Moving Camera Supports EMC Test Automation

by Thomas KLINGER, Christian MADRITSCH, and Hermann STERNER (Paper presented at NIWeek 1999) [40]

Category

· Industrial Automation

Products Used

· LabVIEW Version 5.0

· IMAQ Vision for LabVIEW

The Challenge

EMC testing is usually a long and intensive procedure. The test object has to be visually checked and supervised by a test engineer, who has to record the time when the test object fails to operate.

The Solution

A Moving Camera, controlled by a LabVIEW application, using IEEE 1394 (FireWire) technology for video transmission and control signals, is able to detect test object failures by means of image processing.

Introduction

CTI (Carinthia Tech Institute, or Technikum Kaernten) is an educational institute with several research projects supported by the Austrian government. Two of the main topics of CTI are serial bus systems (with focus on the IEEE 1394 technology) and EMC. The Moving Camera project gave us the opportunity to combine these two topics.

Normally, a camera is installed inside an EMI anechoic chamber to monitor the test object during the test period. Current solutions use a video monitor in combination with a VCR, but by using a digital video camera with IEEE 1394 bus, the video can be displayed on a PC.

The Moving Camera system described in this paper allows not only setting the camera properties (e.g. brightness, focus, zoom), but also tilt and pan adjustment of the camera.

Figure 5.72. Block Diagram of the Moving Camera System

graphics/05fig72.gif

IEEE 1394 (FireWire)

IEEE 1394 is a serial bus system invented by Apple in 1985 (at this time known as ADB; Apple Desktop Bus) with the goal to have a standard for a high-speed serial bus that is able to replace all existing interfaces on PC or multimedia environments. In 1995 the bus was standardized under the name IEEE 1394-1995.

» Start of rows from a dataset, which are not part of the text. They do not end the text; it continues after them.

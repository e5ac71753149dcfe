use std::path::PathBuf;

use serde::Deserialize;

#[derive(Debug, Clone, Deserialize)]
pub struct Config {
    /// Base URL of the Opslink API, e.g. "https://api.opslink.example".
    pub api_url: String,
    /// Websocket base URL for the live log channel. Derived from `api_url`
    /// (http → ws) when OPSLINK_WS_URL is not set.
    pub ws_url: String,
    /// Capacity of the bounded activity feed. Default: 100.
    pub feed_capacity: usize,
    /// How many historical entries the one-shot bootstrap requests.
    /// Default: 100.
    pub bootstrap_limit: usize,
    /// Durable mirror for the access credential.
    pub credentials_file: PathBuf,
}

pub fn load() -> anyhow::Result<Config> {
    dotenvy::dotenv().ok();

    let api_url = std::env::var("OPSLINK_API_URL")
        .unwrap_or_else(|_| "http://localhost:5000".into());

    let ws_url = std::env::var("OPSLINK_WS_URL").unwrap_or_else(|_| {
        api_url
            .replacen("https://", "wss://", 1)
            .replacen("http://", "ws://", 1)
    });

    let credentials_file = match std::env::var("OPSLINK_CREDENTIALS_FILE") {
        Ok(p) => PathBuf::from(p),
        Err(_) => directories::ProjectDirs::from("", "", "opslink")
            .map(|d| d.data_dir().join("credentials.json"))
            .unwrap_or_else(|| PathBuf::from(".opslink-credentials.json")),
    };

    let feed_capacity = std::env::var("OPSLINK_FEED_CAPACITY")
        .ok()
        .and_then(|v| v.parse().ok())
        .unwrap_or(100);
    if feed_capacity == 0 {
        anyhow::bail!("OPSLINK_FEED_CAPACITY must be at least 1");
    }

    Ok(Config {
        api_url,
        ws_url,
        feed_capacity,
        bootstrap_limit: std::env::var("OPSLINK_BOOTSTRAP_LIMIT")
            .ok()
            .and_then(|v| v.parse().ok())
            .unwrap_or(100),
        credentials_file,
    })
}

The primary features of FireWire are:

· Transfer rates of 100 Mb/s, 200 Mb/s, and 400 Mb/s (up to 3.2 Gb/s planned).

· Support for isochronous applications (guaranteed bandwidth) as well as asynchronous applications (guaranteed delivery).

· Hot plugging: Devices can be attached to or removed from the bus dynamically.

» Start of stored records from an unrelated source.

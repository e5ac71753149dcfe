use thiserror::Error;

/// Error taxonomy for outbound calls and the live feed.
///
/// `AuthExpired` is normally absorbed by the gateway/refresh flow and only
/// surfaces when a replayed request is rejected a second time. `Refresh` is
/// fatal to the session: the supervisor has already forced a logout by the
/// time a caller sees it. Everything else propagates unchanged to the call
/// site — the core never retries on the caller's behalf.
#[derive(Debug, Error)]
pub enum ClientError {
    #[error("authorization expired")]
    AuthExpired,

    #[error("credential refresh failed: {0}")]
    Refresh(#[from] RefreshError),

    #[error("transport error: {0}")]
    Transport(#[from] reqwest::Error),

    #[error("upstream error ({status}): {body}")]
    Upstream { status: u16, body: String },

    #[error("request rejected ({status}): {message}")]
    Validation { status: u16, message: String },

    #[error("live channel error: {0}")]
    Channel(String),
}

/// Failure modes of the refresh endpoint itself.
///
/// Cloneable so one refresh outcome can be fanned out to every queued
/// pending call.
#[derive(Debug, Clone, PartialEq, Eq, Error)]
pub enum RefreshError {
    #[error("refresh rejected by server (status {0})")]
    Rejected(u16),

    #[error("refresh transport failure: {0}")]
    Transport(String),

    #[error("session already ended")]
    SessionEnded,
}
//! Gateway + refresh flow against a mock API.

use std::sync::Arc;
use std::time::Duration;

use serde_json::json;
use tokio_test::assert_ok;
use url::Url;
use wiremock::matchers::{header, method, path};
use wiremock::{Mock, MockServer, ResponseTemplate};

use opslink::auth::{
    Credential, HttpRefreshBackend, MemoryCredentialCache, RefreshCoordinator, SessionSupervisor,
    TokenStore,
};
use opslink::errors::{ClientError, RefreshError};
use opslink::gateway::{RequestDescriptor, RequestGateway};

fn auth_payload(token: &str) -> serde_json::Value {
    json!({
        "user": {
            "id": "u1",
            "name": "Jane Op",
            "email": "jane@example.com",
            "role": "admin"
        },
        "accessToken": token
    })
}

struct Harness {
    gateway: Arc<RequestGateway>,
    tokens: Arc<TokenStore>,
    session: Arc<SessionSupervisor>,
}

fn harness(server: &MockServer, initial_token: &str) -> Harness {
    let base = Url::parse(&format!("{}/", server.uri())).unwrap();
    let http = reqwest::Client::new();

    let tokens = Arc::new(TokenStore::new(Box::new(MemoryCredentialCache::default())));
    tokens.set(Credential::new(initial_token));
    let session = Arc::new(SessionSupervisor::new(Arc::clone(&tokens)));
    let refresh = Arc::new(RefreshCoordinator::new(
        Box::new(HttpRefreshBackend::new(
            http.clone(),
            base.join("auth/refresh").unwrap(),
        )),
        Arc::clone(&tokens),
        Arc::clone(&session),
    ));
    let gateway = Arc::new(RequestGateway::new(
        http,
        base,
        Arc::clone(&tokens),
        refresh,
    ));

    Harness {
        gateway,
        tokens,
        session,
    }
}

#[tokio::test]
async fn attaches_bearer_credential() {
    let server = MockServer::start().await;
    Mock::given(method("GET"))
        .and(path("/indicators"))
        .and(header("authorization", "Bearer tok-1"))
        .respond_with(ResponseTemplate::new(200).set_body_json(json!([])))
        .expect(1)
        .mount(&server)
        .await;

    let h = harness(&server, "tok-1");
    let resp = h
        .gateway
        .send(&RequestDescriptor::get("indicators"))
        .await
        .unwrap();
    assert_eq!(resp.status(), 200);
}

#[tokio::test]
async fn expired_credential_is_refreshed_and_replayed_once() {
    let server = MockServer::start().await;

    Mock::given(method("GET"))
        .and(path("/indicators"))
        .and(header("authorization", "Bearer stale"))
        .respond_with(ResponseTemplate::new(401))
        .expect(1)
        .mount(&server)
        .await;
    Mock::given(method("GET"))
        .and(path("/indicators"))
        .and(header("authorization", "Bearer fresh"))
        .respond_with(ResponseTemplate::new(200).set_body_json(json!([])))
        .expect(1)
        .mount(&server)
        .await;
    Mock::given(method("POST"))
        .and(path("/auth/refresh"))
        .respond_with(ResponseTemplate::new(200).set_body_json(auth_payload("fresh")))
        .expect(1)
        .mount(&server)
        .await;

    let h = harness(&server, "stale");
    let resp = h
        .gateway
        .send(&RequestDescriptor::get("indicators"))
        .await
        .unwrap();

    assert_eq!(resp.status(), 200);
    // the refreshed credential replaced the stale one
    assert_eq!(h.tokens.get().unwrap().as_str(), "fresh");
    // and the caller never saw the 401
    assert!(h.session.is_authenticated());
}

#[tokio::test]
async fn second_rejection_after_replay_is_terminal() {
    let server = MockServer::start().await;

    Mock::given(method("GET"))
        .and(path("/indicators"))
        .respond_with(ResponseTemplate::new(401))
        .expect(2) // original + exactly one replay, never more
        .mount(&server)
        .await;
    Mock::given(method("POST"))
        .and(path("/auth/refresh"))
        .respond_with(ResponseTemplate::new(200).set_body_json(auth_payload("fresh")))
        .expect(1)
        .mount(&server)
        .await;

    let h = harness(&server, "stale");
    let err = h
        .gateway
        .send(&RequestDescriptor::get("indicators"))
        .await
        .unwrap_err();

    assert!(matches!(err, ClientError::AuthExpired));
}

#[tokio::test]
async fn failed_refresh_forces_logout_and_is_not_retried() {
    let server = MockServer::start().await;

    Mock::given(method("GET"))
        .and(path("/indicators"))
        .respond_with(ResponseTemplate::new(401))
        .mount(&server)
        .await;
    Mock::given(method("POST"))
        .and(path("/auth/refresh"))
        .respond_with(ResponseTemplate::new(401))
        .expect(1)
        .mount(&server)
        .await;

    let h = harness(&server, "stale");
    let err = h
        .gateway
        .send(&RequestDescriptor::get("indicators"))
        .await
        .unwrap_err();
    assert!(matches!(
        err,
        ClientError::Refresh(RefreshError::Rejected(401))
    ));

    assert!(h.tokens.get().is_none());
    assert!(!h.session.is_authenticated());

    // a later call must not trigger a second refresh attempt
    let err = h
        .gateway
        .send(&RequestDescriptor::get("indicators"))
        .await
        .unwrap_err();
    assert!(matches!(
        err,
        ClientError::Refresh(RefreshError::SessionEnded)
    ));
}

#[tokio::test(flavor = "multi_thread", worker_threads = 4)]
async fn concurrent_expiries_share_a_single_refresh() {
    let server = MockServer::start().await;

    Mock::given(method("GET"))
        .and(path("/indicators"))
        .and(header("authorization", "Bearer stale"))
        .respond_with(ResponseTemplate::new(401))
        .mount(&server)
        .await;
    Mock::given(method("GET"))
        .and(path("/indicators"))
        .and(header("authorization", "Bearer fresh"))
        .respond_with(ResponseTemplate::new(200).set_body_json(json!([])))
        .mount(&server)
        .await;
    // slow refresh keeps every concurrent 401 inside the single-flight window
    Mock::given(method("POST"))
        .and(path("/auth/refresh"))
        .respond_with(
            ResponseTemplate::new(200)
                .set_body_json(auth_payload("fresh"))
                .set_delay(Duration::from_millis(400)),
        )
        .expect(1)
        .mount(&server)
        .await;

    let h = harness(&server, "stale");
    let mut handles = Vec::new();
    for _ in 0..5 {
        let gateway = Arc::clone(&h.gateway);
        handles.push(tokio::spawn(async move {
            gateway.send(&RequestDescriptor::get("indicators")).await
        }));
    }
    for handle in handles {
        let resp = handle.await.unwrap().unwrap();
        assert_eq!(resp.status(), 200);
    }
    assert_eq!(h.tokens.get().unwrap().as_str(), "fresh");
}

#[tokio::test]
async fn non_auth_failures_pass_through_without_refresh() {
    let server = MockServer::start().await;

    Mock::given(method("POST"))
        .and(path("/scores"))
        .respond_with(ResponseTemplate::new(422).set_body_string("score out of range"))
        .mount(&server)
        .await;
    Mock::given(method("GET"))
        .and(path("/categories"))
        .respond_with(ResponseTemplate::new(503).set_body_string("maintenance"))
        .mount(&server)
        .await;
    Mock::given(method("POST"))
        .and(path("/auth/refresh"))
        .respond_with(ResponseTemplate::new(200).set_body_json(auth_payload("fresh")))
        .expect(0)
        .mount(&server)
        .await;

    let h = harness(&server, "tok-1");

    let err = h
        .gateway
        .send(&RequestDescriptor::post("scores").with_body(json!({ "value": 999 })))
        .await
        .unwrap_err();
    match err {
        ClientError::Validation { status, message } => {
            assert_eq!(status, 422);
            assert_eq!(message, "score out of range");
        }
        other => panic!("expected validation error, got {:?}", other),
    }

    let err = h
        .gateway
        .send(&RequestDescriptor::get("categories"))
        .await
        .unwrap_err();
    match err {
        ClientError::Upstream { status, .. } => assert_eq!(status, 503),
        other => panic!("expected upstream error, got {:?}", other),
    }

    // both calls kept the original credential
    assert_eq!(h.tokens.get().unwrap().as_str(), "tok-1");
}

#[tokio::test]
async fn json_decoding_via_send_json() {
    let server = MockServer::start().await;
    Mock::given(method("GET"))
        .and(path("/categories"))
        .respond_with(
            ResponseTemplate::new(200).set_body_json(json!([{"id": 1, "name": "deploys"}])),
        )
        .mount(&server)
        .await;

    let h = harness(&server, "tok-1");
    let categories: Vec<serde_json::Value> =
        assert_ok!(h.gateway.send_json(&RequestDescriptor::get("categories")).await);
    assert_eq!(categories[0]["name"], "deploys");
}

· Cable power: Power available from the bus can be either sourced or sinked by a given node.

· Daisy-chaining: The serial bus can be extended by connecting new serial devices to ports provided by serial bus nodes.

Currently, FireWire is becoming common for high-end multimedia applications, such as digital camcorders or VCRs. On the other hand, the features mentioned above enable FireWire to establish itself as a standard for industrial automation applications.

Figure 5.73. Prototype of the Moving Camera Unit

graphics/05fig73.jpg

The Moving Camera System

Figure 5.72 shows a block diagram of the whole system. The left hand part of the figure represents the Moving Camera unit, which is located inside the EMI chamber and connected via one single serial IEEE 1394 cable with a PC equipped with an IEEE 1394 PCI interface board. The IEEE 1394 cable provides the digital video signal as well as the motor control signals and the power supply for both the camera and the DC motors.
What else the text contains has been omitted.